Please state how many lines in the records contain the string "seen", with no words besides the number.
START WORKING DATA
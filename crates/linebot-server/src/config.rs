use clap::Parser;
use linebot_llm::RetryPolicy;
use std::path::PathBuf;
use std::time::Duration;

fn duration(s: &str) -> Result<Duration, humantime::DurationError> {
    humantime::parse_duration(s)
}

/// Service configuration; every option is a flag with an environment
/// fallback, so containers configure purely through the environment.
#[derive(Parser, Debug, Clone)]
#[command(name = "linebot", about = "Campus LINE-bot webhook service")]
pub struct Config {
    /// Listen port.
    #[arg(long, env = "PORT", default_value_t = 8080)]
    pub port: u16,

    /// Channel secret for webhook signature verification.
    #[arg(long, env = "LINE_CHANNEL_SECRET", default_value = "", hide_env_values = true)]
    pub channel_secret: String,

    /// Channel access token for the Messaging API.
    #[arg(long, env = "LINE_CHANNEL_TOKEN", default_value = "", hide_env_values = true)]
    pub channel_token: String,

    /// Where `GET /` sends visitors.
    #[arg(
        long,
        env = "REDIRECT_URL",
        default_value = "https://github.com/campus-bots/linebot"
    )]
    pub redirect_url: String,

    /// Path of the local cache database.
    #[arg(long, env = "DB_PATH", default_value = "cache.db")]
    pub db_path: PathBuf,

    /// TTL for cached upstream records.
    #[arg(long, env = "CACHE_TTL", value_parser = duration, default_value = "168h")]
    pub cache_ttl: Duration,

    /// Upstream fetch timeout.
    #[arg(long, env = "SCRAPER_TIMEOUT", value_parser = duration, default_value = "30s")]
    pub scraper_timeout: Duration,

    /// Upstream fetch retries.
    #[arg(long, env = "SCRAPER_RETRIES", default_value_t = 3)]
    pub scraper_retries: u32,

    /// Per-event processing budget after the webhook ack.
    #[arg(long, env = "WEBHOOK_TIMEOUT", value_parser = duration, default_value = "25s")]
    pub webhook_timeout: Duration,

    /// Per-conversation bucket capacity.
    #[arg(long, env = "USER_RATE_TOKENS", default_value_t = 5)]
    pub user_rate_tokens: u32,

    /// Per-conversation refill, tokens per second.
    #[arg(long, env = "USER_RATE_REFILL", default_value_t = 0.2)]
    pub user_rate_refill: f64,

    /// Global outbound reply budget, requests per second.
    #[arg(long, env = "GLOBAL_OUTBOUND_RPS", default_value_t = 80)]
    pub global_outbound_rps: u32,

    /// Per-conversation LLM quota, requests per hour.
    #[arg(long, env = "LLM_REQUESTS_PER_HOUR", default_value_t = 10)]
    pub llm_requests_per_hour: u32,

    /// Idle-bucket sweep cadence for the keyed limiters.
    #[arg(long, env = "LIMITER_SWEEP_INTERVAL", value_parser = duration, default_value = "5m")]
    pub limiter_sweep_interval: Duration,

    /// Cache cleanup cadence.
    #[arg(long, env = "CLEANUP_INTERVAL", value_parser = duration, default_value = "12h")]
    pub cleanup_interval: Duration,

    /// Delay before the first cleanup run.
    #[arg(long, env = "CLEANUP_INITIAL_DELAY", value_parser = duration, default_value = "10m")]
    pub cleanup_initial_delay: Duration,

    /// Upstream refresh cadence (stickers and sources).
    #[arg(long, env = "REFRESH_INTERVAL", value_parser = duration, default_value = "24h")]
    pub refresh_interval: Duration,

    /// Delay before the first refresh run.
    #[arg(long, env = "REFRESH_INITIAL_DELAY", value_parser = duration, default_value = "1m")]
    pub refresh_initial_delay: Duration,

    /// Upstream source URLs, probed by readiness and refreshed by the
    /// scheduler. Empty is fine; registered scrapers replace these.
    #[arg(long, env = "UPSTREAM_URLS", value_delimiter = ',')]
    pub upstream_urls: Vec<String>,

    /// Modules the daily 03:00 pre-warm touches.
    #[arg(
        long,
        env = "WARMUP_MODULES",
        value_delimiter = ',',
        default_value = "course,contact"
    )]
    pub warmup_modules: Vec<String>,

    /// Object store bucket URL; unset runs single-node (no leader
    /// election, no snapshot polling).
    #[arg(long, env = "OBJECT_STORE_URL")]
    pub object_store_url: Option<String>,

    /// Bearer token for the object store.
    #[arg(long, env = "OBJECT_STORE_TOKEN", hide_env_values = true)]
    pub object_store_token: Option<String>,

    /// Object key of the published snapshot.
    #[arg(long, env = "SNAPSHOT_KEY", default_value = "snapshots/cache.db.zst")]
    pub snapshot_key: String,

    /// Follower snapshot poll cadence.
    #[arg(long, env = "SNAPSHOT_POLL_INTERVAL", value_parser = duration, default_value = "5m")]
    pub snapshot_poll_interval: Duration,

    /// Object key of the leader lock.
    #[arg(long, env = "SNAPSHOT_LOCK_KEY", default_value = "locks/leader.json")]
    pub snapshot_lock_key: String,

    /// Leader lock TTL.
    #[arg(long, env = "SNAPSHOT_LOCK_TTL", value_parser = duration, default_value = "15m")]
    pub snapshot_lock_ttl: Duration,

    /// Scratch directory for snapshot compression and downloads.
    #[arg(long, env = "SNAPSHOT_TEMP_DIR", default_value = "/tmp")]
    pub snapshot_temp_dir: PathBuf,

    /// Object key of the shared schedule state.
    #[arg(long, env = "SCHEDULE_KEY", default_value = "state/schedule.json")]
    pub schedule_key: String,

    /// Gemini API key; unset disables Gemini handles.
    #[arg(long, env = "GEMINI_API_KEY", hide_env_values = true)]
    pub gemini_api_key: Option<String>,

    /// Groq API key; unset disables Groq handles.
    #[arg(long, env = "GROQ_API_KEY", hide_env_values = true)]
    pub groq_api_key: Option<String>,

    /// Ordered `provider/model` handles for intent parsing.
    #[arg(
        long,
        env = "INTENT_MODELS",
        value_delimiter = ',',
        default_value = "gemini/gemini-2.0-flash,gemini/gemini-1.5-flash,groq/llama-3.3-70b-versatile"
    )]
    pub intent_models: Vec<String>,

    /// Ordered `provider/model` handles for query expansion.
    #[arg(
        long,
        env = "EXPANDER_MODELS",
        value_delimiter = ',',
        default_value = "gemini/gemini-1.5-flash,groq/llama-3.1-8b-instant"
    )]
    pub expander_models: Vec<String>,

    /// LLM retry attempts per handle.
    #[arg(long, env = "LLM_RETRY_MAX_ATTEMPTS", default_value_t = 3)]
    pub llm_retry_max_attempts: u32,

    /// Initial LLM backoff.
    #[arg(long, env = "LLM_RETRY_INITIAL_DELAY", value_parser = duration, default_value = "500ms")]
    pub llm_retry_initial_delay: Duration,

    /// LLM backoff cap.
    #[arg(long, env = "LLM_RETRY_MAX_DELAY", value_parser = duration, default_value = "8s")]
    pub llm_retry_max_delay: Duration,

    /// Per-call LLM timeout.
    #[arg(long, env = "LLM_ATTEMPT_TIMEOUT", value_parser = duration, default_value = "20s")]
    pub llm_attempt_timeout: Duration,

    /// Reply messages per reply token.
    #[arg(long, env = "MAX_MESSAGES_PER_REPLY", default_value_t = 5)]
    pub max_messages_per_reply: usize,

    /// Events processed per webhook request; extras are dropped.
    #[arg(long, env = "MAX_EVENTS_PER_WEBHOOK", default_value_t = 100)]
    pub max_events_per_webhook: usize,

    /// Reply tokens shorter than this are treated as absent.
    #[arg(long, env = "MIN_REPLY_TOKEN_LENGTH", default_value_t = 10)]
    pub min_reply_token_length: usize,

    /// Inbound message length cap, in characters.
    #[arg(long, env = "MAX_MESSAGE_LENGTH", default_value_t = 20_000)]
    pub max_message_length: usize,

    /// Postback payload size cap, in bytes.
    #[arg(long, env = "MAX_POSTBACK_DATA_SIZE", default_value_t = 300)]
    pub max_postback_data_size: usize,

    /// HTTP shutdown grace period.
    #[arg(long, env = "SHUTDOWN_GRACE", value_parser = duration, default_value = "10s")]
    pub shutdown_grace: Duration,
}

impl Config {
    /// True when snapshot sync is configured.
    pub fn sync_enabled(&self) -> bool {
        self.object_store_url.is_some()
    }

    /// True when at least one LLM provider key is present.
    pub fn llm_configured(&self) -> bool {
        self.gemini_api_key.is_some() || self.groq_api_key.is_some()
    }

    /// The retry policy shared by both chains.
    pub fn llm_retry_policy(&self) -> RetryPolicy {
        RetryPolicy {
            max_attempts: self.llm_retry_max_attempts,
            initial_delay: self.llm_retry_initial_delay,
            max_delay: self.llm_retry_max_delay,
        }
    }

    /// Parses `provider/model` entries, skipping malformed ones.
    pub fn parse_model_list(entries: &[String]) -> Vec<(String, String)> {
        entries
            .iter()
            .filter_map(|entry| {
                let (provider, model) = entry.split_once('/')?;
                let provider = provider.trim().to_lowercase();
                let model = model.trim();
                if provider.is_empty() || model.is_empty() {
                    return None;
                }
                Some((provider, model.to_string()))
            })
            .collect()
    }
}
END WORKING DATA
START WORKING DATA
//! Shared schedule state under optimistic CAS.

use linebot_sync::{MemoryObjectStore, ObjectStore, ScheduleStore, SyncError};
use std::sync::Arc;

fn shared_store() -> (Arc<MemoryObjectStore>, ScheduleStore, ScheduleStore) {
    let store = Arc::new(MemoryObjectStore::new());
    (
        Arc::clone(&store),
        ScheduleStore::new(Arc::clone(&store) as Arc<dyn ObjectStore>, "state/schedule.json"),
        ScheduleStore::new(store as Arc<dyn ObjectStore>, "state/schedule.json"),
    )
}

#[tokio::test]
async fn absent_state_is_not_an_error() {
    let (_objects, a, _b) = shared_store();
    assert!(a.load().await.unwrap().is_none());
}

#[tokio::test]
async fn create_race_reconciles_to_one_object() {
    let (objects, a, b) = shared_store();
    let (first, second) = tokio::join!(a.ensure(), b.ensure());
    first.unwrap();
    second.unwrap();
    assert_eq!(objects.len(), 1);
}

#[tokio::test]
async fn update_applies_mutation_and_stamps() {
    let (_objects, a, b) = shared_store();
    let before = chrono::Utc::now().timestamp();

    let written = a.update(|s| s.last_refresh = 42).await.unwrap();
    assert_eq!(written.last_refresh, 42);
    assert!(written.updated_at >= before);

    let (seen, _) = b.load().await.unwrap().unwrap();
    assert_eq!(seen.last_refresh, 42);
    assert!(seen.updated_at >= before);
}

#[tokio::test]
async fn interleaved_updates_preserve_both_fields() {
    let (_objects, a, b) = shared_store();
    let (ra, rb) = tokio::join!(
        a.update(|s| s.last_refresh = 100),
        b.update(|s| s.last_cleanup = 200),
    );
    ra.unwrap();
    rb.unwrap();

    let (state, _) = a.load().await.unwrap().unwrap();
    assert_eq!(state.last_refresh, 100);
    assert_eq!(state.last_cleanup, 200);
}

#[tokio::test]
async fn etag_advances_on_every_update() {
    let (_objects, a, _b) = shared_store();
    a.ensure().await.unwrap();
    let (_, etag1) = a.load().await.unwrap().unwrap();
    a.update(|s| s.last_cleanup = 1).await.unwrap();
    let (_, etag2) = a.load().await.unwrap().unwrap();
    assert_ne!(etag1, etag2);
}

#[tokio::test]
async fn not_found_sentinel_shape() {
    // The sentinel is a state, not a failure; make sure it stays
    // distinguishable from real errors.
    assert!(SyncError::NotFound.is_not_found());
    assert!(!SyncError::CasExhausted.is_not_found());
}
END WORKING DATA
START WORKING DATA
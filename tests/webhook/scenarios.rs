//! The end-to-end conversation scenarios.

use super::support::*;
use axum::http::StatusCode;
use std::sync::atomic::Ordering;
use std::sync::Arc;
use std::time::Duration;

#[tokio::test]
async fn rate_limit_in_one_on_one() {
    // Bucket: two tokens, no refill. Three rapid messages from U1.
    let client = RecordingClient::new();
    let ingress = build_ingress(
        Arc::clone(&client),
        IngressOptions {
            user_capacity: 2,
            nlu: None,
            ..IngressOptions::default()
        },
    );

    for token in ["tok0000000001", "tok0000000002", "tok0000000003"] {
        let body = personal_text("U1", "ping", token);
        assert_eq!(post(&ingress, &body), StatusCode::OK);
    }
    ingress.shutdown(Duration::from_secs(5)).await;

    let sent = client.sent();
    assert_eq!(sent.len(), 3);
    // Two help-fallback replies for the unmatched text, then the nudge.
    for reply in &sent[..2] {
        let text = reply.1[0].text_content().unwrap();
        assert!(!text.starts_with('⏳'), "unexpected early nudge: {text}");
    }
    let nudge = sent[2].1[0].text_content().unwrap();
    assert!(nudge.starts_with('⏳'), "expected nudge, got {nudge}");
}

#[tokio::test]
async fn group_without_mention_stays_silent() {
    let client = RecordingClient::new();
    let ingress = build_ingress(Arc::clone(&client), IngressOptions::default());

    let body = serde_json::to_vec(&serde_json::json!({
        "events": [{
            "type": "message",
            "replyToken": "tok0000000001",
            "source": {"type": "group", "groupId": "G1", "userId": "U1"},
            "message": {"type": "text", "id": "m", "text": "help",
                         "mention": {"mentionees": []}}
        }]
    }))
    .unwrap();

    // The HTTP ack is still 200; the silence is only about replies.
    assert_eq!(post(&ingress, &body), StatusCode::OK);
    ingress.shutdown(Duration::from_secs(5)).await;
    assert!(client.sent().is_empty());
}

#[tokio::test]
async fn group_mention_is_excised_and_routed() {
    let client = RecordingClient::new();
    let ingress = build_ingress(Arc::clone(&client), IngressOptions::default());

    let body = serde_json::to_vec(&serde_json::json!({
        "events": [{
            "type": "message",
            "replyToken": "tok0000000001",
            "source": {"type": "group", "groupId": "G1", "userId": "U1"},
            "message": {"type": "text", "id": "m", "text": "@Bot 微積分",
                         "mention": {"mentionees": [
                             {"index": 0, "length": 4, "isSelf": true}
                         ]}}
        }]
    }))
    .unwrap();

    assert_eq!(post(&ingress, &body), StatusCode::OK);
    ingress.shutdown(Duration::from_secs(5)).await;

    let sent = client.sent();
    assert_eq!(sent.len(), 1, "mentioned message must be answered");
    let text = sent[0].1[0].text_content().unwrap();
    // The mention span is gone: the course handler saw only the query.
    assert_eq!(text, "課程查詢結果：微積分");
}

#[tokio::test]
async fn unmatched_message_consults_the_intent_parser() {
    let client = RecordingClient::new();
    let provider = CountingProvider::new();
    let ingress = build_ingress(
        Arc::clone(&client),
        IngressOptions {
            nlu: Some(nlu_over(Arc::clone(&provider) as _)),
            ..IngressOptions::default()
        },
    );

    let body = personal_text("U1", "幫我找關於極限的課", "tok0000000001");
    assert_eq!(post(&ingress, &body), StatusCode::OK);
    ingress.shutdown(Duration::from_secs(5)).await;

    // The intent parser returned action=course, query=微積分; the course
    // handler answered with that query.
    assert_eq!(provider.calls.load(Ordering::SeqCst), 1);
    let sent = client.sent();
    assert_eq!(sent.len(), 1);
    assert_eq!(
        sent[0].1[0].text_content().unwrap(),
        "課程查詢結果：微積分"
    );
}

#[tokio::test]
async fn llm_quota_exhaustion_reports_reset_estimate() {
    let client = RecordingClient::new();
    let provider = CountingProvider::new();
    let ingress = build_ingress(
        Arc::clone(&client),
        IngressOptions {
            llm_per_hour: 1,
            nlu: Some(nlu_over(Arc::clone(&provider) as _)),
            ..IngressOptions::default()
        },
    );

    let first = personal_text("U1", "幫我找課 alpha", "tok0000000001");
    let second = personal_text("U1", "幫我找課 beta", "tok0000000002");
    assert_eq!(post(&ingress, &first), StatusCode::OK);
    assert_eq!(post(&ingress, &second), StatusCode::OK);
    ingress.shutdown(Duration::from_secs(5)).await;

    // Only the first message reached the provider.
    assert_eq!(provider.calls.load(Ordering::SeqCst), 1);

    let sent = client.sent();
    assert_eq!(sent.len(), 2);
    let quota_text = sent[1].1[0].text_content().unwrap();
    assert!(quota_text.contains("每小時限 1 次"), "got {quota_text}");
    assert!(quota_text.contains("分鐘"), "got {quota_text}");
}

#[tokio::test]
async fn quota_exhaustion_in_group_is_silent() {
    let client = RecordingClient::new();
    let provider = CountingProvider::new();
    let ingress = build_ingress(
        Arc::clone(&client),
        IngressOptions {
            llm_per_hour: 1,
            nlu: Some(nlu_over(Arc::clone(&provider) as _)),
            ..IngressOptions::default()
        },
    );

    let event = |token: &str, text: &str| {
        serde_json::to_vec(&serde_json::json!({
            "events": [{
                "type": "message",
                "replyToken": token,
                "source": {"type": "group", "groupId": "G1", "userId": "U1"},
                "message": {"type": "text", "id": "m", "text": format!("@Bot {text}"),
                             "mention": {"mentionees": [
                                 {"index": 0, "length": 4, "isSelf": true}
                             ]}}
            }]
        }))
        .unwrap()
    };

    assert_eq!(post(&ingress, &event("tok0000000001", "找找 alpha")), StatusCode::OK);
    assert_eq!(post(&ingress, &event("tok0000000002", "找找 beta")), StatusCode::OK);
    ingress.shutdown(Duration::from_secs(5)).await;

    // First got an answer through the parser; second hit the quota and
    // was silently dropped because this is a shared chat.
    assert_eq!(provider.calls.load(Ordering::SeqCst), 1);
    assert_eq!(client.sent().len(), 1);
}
END WORKING DATA
* **WRITTEN ANSWER**
3